Separately, ShareAction, which is coordinating a climate change-focused shareholder resolution at the bank, said the shareholders were pressing ahead with the resolution after Credit Suisse made minimal concessions in response (see more below).
The pension funds requesting clarity from the lender on the Greensill supply chain funds and the “Suisse Secrets” as the leaks were dubbed, include Publica, Bernische Pensionskasse, the Pensionskasse of the city of Zurich PKZH, Pensionskasse Post, Inter-Company Professional Provident Fund (CIEPP), Bernische Lehrerversichergungskasse and Cap Providence.
The shareholder resolution requesting the special audit is now on the agenda of the bank´s annual general meeting on 29 April.
In March 2021 Credit Suisse closed four Supply Chain Finance Funds (SCFFs) with assets worth $10bn linked to the insolvent Greensill Capital.
Credit Suisse’s board had commissioned an independent external investigation into the SCFFs to law firm Walder Wyss and Deloitte.
The results of the investigation were presented to the board of directors at Credit Suisse and a report was shared with the financial supervisory authority FINMA, the bank said, but it decided not to publish the report for fear of hurting the recovery of funds.
“While we understand that the publication of the entire report may pose confidentiality issues, we believe that shareholders are entitled to know the main conclusions of this investigation as well as the measures that have been or will be taken to prevent such cases to repeat in the future,” Ethos’s chief executive officer Vincent Kaufmann said.
Credit Suisse has agreed to reply to questions posed by Ethos on Greensill and the Credit Suisse “secrets” and publish them before the AGM, but an agreement has not been reached on mandating a third-party auditor to check certain details, which would have prompted shareholders to withdraw their demand to set up a special auditing process.
Credit Suisse has excluded a discharge from responsibilities of the members of the executive board at the AGM in connection with the supply chain funds.
However, it cited “the ongoing recovery process” for the SCFFs, legal and regulatory complexities, as a reason to consider “detrimental” a special audit on Greensill and the Credit Suisse secrets, it said.
The board therefore recommended that shareholders should not approve this specific proposal, it added.
An anonymous whistleblower leaked data on the Credit Suisse secrets to the Süddeutsche Zeitung. The leaks claimed that for years the lender had criminals, corrupt autocrats, alleged war criminals, human traffickers, and drug dealers as clients. Credit Suisse has rejected the allegations.
Clash over climate policy
In its AGM notice published yesterday, Credit Suisse said it recommended shareholders vote against the climate change shareholder resolution brought by Ethos, ShareAction and others. The board said it supported the proposal’s objectives and strategy disclosure, but that in its view these disclosures did not require an amendment of the articles of association.

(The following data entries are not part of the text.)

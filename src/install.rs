//! The install sequence run once per deployment.
//!
//! 1. start the server
//! 2. wait until it answers
//! 3. `POST /install.json?access_token=<key>` to seed it
//! 4. stop it
//! 5. wait until it stops answering
//! 6. relaunch fox detached in daemon mode
//!
//! A failure in steps 1 to 3 ends the sequence and is returned unchanged.
//! Once step 3 succeeds, steps 4 to 6 all run and their failures are only
//! logged: a half-installed server left running is worse than a cleanup
//! that partly fails.

use crate::config::{InstallConfig, ServerConfig};
use crate::controller::ServerController;
use crate::error::{Error, Result};
use crate::poller::ReadinessPoller;
use crate::process::{ChildProcessRegistry, SpawnOptions};
use async_trait::async_trait;
use reqwest::Client;
use serde::Deserialize;
use std::path::PathBuf;
use std::sync::Arc;
use std::time::Duration;

/// Path of the activation endpoint.
pub const INSTALL_PATH: &str = "/install.json";

/// Body returned by the activation endpoint.
#[derive(Debug, Clone, Default, Deserialize)]
pub struct InstallResponse {
    #[serde(default)]
    pub error: Option<String>,
    #[serde(default)]
    pub status: Option<u16>,
}

impl InstallResponse {
    /// Interprets a response body. The absence of `error` means success.
    ///
    /// # Examples
    ///
    /// ```
    /// use fox::install::InstallResponse;
    ///
    /// let err = InstallResponse::check(200, r#"{"error":"bad key","status":403}"#).unwrap_err();
    /// assert_eq!(err.to_string(), "(403) bad key");
    /// assert!(InstallResponse::check(200, r#"{"users":3}"#).is_ok());
    /// ```
    pub fn check(http_status: u16, body: &str) -> Result<()> {
        if body.trim().is_empty() && (200..300).contains(&http_status) {
            return Ok(());
        }
        let response: InstallResponse = serde_json::from_str(body).map_err(|e| {
            Error::Serialization(format!(
                "Install endpoint returned invalid JSON ({}): {}",
                http_status, e
            ))
        })?;
        match response.error {
            Some(message) => Err(Error::RemoteRejected {
                status: response.status.unwrap_or(http_status),
                message,
            }),
            None => Ok(()),
        }
    }
}

/// Calls the install activation endpoint.
#[async_trait]
pub trait InstallClient: Send + Sync {
    async fn activate(&self, host_uri: &str, install_key: &str) -> Result<()>;
}

/// [`InstallClient`] over HTTP.
#[derive(Clone)]
pub struct HttpInstallClient {
    client: Client,
}

impl HttpInstallClient {
    pub fn new() -> Result<Self> {
        let client = Client::builder()
            .timeout(Duration::from_secs(60))
            .build()
            .map_err(|e| Error::Http(format!("Failed to build HTTP client: {}", e)))?;
        Ok(Self { client })
    }
}

#[async_trait]
impl InstallClient for HttpInstallClient {
    #[tracing::instrument(skip(self, install_key))]
    async fn activate(&self, host_uri: &str, install_key: &str) -> Result<()> {
        let url = format!("{}{}", host_uri.trim_end_matches('/'), INSTALL_PATH);
        let response = self
            .client
            .post(&url)
            .query(&[("access_token", install_key)])
            .send()
            .await
            .map_err(|e| Error::Http(format!("Install request to {} failed: {}", url, e)))?;

        let status = response.status().as_u16();
        let body = response
            .text()
            .await
            .map_err(|e| Error::Http(format!("Failed to read install response: {}", e)))?;
        tracing::debug!(status, "Install endpoint answered");

        InstallResponse::check(status, &body)
    }
}

/// Brings the server back after an install.
#[async_trait]
pub trait Relauncher: Send + Sync {
    /// Returns the PID of the relaunched process.
    async fn relaunch(&self, config: &ServerConfig) -> Result<u32>;
}

/// Relaunches this executable as `fox start -m --<env> [-c <file>]`,
/// detached, from the directory the configuration was loaded in.
pub struct DaemonRelauncher {
    registry: ChildProcessRegistry,
    program: PathBuf,
}

impl DaemonRelauncher {
    /// Relauncher for the currently running executable.
    pub fn new(registry: ChildProcessRegistry) -> Result<Self> {
        Ok(Self::with_program(registry, std::env::current_exe()?))
    }

    pub fn with_program(registry: ChildProcessRegistry, program: impl Into<PathBuf>) -> Self {
        Self {
            registry,
            program: program.into(),
        }
    }

    /// Arguments of the relaunched command.
    pub fn arguments(config: &ServerConfig) -> Vec<String> {
        let mut args = vec![
            "start".to_string(),
            "-m".to_string(),
            config.env.flag().to_string(),
        ];
        if let Some(source) = &config.source {
            args.push("-c".to_string());
            args.push(source.to_string_lossy().into_owned());
        }
        args
    }
}

#[async_trait]
impl Relauncher for DaemonRelauncher {
    async fn relaunch(&self, config: &ServerConfig) -> Result<u32> {
        let options = SpawnOptions::new(self.program.to_string_lossy())
            .args(Self::arguments(config))
            .cwd(config.base_dir());
        self.registry.spawn_detached(options)
    }
}

/// How an install run ended.
#[derive(Debug, Clone, Copy, PartialEq, Eq)]
pub enum InstallOutcome {
    Success,
    Timeout,
    RemoteRejected,
    Failed,
}

impl InstallOutcome {
    fn from_error(error: &Error) -> Self {
        match error {
            Error::Timeout(_) => Self::Timeout,
            Error::RemoteRejected { .. } => Self::RemoteRejected,
            _ => Self::Failed,
        }
    }
}

/// State of one install run.
#[derive(Debug, Clone)]
pub struct InstallSession {
    pub server: ServerConfig,
    pub install_key: String,
    /// Readiness probes left unused when the server came up
    pub attempts_remaining: u32,
    pub outcome: Option<InstallOutcome>,
}

/// Drives the install sequence.
pub struct InstallOrchestrator {
    controller: Arc<ServerController>,
    poller: ReadinessPoller,
    client: Arc<dyn InstallClient>,
    relauncher: Arc<dyn Relauncher>,
}

impl InstallOrchestrator {
    pub fn new(
        controller: Arc<ServerController>,
        poller: ReadinessPoller,
        client: Arc<dyn InstallClient>,
        relauncher: Arc<dyn Relauncher>,
    ) -> Self {
        Self {
            controller,
            poller,
            client,
            relauncher,
        }
    }

    /// Orchestrator talking HTTP and relaunching the current executable.
    pub fn with_defaults(
        controller: Arc<ServerController>,
        registry: ChildProcessRegistry,
    ) -> Result<Self> {
        Ok(Self::new(
            controller,
            ReadinessPoller::http()?,
            Arc::new(HttpInstallClient::new()?),
            Arc::new(DaemonRelauncher::new(registry)?),
        ))
    }

    /// Runs the whole sequence for `server`.
    ///
    /// # Errors
    ///
    /// Whatever step 1, 2 or 3 failed with, unchanged.
    #[tracing::instrument(
        skip(self, server, install),
        fields(server_name = %server.name, host_uri = %install.host_uri)
    )]
    pub async fn run(
        &self,
        server: &ServerConfig,
        install: &InstallConfig,
    ) -> Result<InstallSession> {
        let mut session = InstallSession {
            server: server.clone(),
            install_key: install.install_key.clone(),
            attempts_remaining: install.max_attempts,
            outcome: None,
        };

        if let Err(e) = self.activate(&mut session, install).await {
            let outcome = InstallOutcome::from_error(&e);
            // The caller reports `e`
            tracing::warn!(error = %e, ?outcome, "Install aborted");
            session.outcome = Some(outcome);
            return Err(e);
        }

        self.settle(&session, install).await;
        session.outcome = Some(InstallOutcome::Success);
        tracing::info!("Install complete");
        Ok(session)
    }

    async fn activate(&self, session: &mut InstallSession, install: &InstallConfig) -> Result<()> {
        let interval = Duration::from_millis(install.interval_ms);

        tracing::info!("Starting server for install");
        self.controller.start(&session.server).await?;

        let probes = self
            .poller
            .wait_until_up(&install.host_uri, install.max_attempts, interval)
            .await?;
        session.attempts_remaining = install.max_attempts.saturating_sub(probes);

        tracing::info!("Activating install");
        self.client
            .activate(&install.host_uri, &session.install_key)
            .await
    }

    async fn settle(&self, session: &InstallSession, install: &InstallConfig) {
        let interval = Duration::from_millis(install.interval_ms);

        if let Err(e) = self.controller.stop(&session.server).await {
            tracing::warn!(error = %e, "Failed to stop server after install");
        }

        if let Err(e) = self
            .poller
            .wait_until_down(&install.host_uri, install.max_attempts, interval)
            .await
        {
            tracing::warn!(error = %e, "Server did not confirm shutdown");
        }

        match self.relauncher.relaunch(&session.server).await {
            Ok(pid) => tracing::info!(pid, "Relaunched server in daemon mode"),
            Err(e) => tracing::error!(error = %e, "Failed to relaunch server"),
        }
    }
}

It also said it had decided to introduce new restrictions related to the financing of oil sands, Arctic oil and gas, and deep sea mining, and would offer an advisory vote on its sustainability report to shareholders in 2023. It added that an amendment of its articles of association would become necessary next year, anyway, due to new Swiss rules, so that shareholders would be able to vote on certain non-financial reporting starting at the 2024 AGM.
In a response, ShareAction said the bank was offering “important steps forward reflecting the positive influence of shareholders and the bank’s willingness to listen”, but that the commitments remained insufficient for investors as they failed to cover the bank’s main financing and exposures to high-carbon assets.
The shareholders are keeping their climate resolution on the ballot, ShareAction said.